No sé las veces que en los cerca de veinte años que llevo en esto, en el periodismo especializado en caza, habré escrito y hablado sobre seguridad en el ejercicio de la actividad cinegética (muchas, me sería imposible enumerarlas, creedme), y como yo, tantos y tantos compañeros.

Además, recibí hace unos años un tiro en una jornada de caza menor que, milagrosamente, sólo me dejó ‘de recuerdo’ un plomo en la ceja izquierda, siendo testigo también de acciones de riesgo y peligro en jornadas de mayor y menor que, por fortuna para mí, quedaron en nada más que sustos.

Todoterreno indebidamente aparcado a pocos metros de un puesto.

Pues bien, a pesar de estar en contacto directo con informaciones de accidentes de caza, de cazadores heridos y muertos en estas circunstancias; a pesar de que nuestra afición se practica en muchas ocasiones en épocas y días en los que el campo no muestra su mejor cara; a pesar de ser ésta una actividad que entraña riesgos reales; a pesar de que no todos están en las mejores condiciones físicas para afrontar los esfuerzos que exigen algunas jornadas venatorias; incluso a pesar de haberme visto envuelto en un accidente y en varios que pudieron serlo y, felizmente, al final no fueron, sigo pensando que la caza es una práctica razonablemente segura si consideramos el tamaño del colectivo, el número de cacerías que se celebran anualmente y el uso habitual de escopetas y rifles en las mismas.
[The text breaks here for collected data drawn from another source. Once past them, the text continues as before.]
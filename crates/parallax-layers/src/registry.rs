//! Name-to-layer lookup.

use std::collections::HashMap;

use crate::{LayerId, LayerMask, MAX_LAYERS};

/// Errors raised while building a [`LayerRegistry`] or resolving names.
#[derive(Debug, thiserror::Error, PartialEq, Eq)]
pub enum LayerError {
    /// More layer names were supplied than there are layer bits.
    #[error("too many layers: {count} (max {MAX_LAYERS})")]
    TooMany {
        /// Number of names supplied.
        count: usize,
    },

    /// The same layer name appears twice.
    #[error("duplicate layer name: {0}")]
    Duplicate(String),

    /// A name was looked up that is not registered.
    #[error("unknown layer: {0}")]
    Unknown(String),
}

/// Ordered list of named layers. A layer's id is its position in the list.
#[derive(Clone, Debug, Default)]
pub struct LayerRegistry {
    names: Vec<String>,
    by_name: HashMap<String, LayerId>,
}

impl LayerRegistry {
    /// Builds a registry from layer names, assigning ids in order.
    pub fn new<S: AsRef<str>>(names: &[S]) -> Result<Self, LayerError> {
        if names.len() > MAX_LAYERS {
            return Err(LayerError::TooMany { count: names.len() });
        }
        let mut registry = Self::default();
        for (index, name) in names.iter().enumerate() {
            let name = name.as_ref();
            if registry.by_name.contains_key(name) {
                return Err(LayerError::Duplicate(name.to_string()));
            }
            // index < MAX_LAYERS was checked above.
            let Some(id) = LayerId::new(index) else {
                return Err(LayerError::TooMany { count: names.len() });
            };
            registry.names.push(name.to_string());
            registry.by_name.insert(name.to_string(), id);
        }
        Ok(registry)
    }

    /// Returns the id registered for `name`, if any.
    pub fn name_to_layer(&self, name: &str) -> Option<LayerId> {
        self.by_name.get(name).copied()
    }

    /// Like [`name_to_layer`](Self::name_to_layer) but with a typed error.
    pub fn resolve(&self, name: &str) -> Result<LayerId, LayerError> {
        self.name_to_layer(name)
            .ok_or_else(|| LayerError::Unknown(name.to_string()))
    }

    /// Resolves a list of names into a mask. Fails on the first unknown name.
    pub fn mask_of<S: AsRef<str>>(&self, names: &[S]) -> Result<LayerMask, LayerError> {
        names.iter().try_fold(LayerMask::NONE, |mask, name| {
            Ok(mask.with(self.resolve(name.as_ref())?))
        })
    }

    /// Returns the name of a registered layer.
    pub fn layer_to_name(&self, layer: LayerId) -> Option<&str> {
        self.names.get(layer.index()).map(String::as_str)
    }

    /// Number of registered layers.
    pub fn len(&self) -> usize {
        self.names.len()
    }

    /// Returns true if no layers are registered.
    pub fn is_empty(&self) -> bool {
        self.names.is_empty()
    }
}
Pero con ser cierto lo anterior, la estadística siempre es fría, los porcentajes no tienen nombres y apellidos ni familias y amigos que los necesiten y echen en falta, los números no distinguen entre hecho fortuito y mala praxis, por eso habrá que seguir concienciando al personal, ‘picando’ hasta que los menos prudentes, los más confiados, los despistados e incluso los descerebrados (que también los hay, para qué negarlo), asuman que la seguridad en la caza (antes, durante y después) es innegociable.

En definitiva, hay que poner freno a los accidentes para no lamentar más cazadores heridos ni llorar a más cazadores muertos.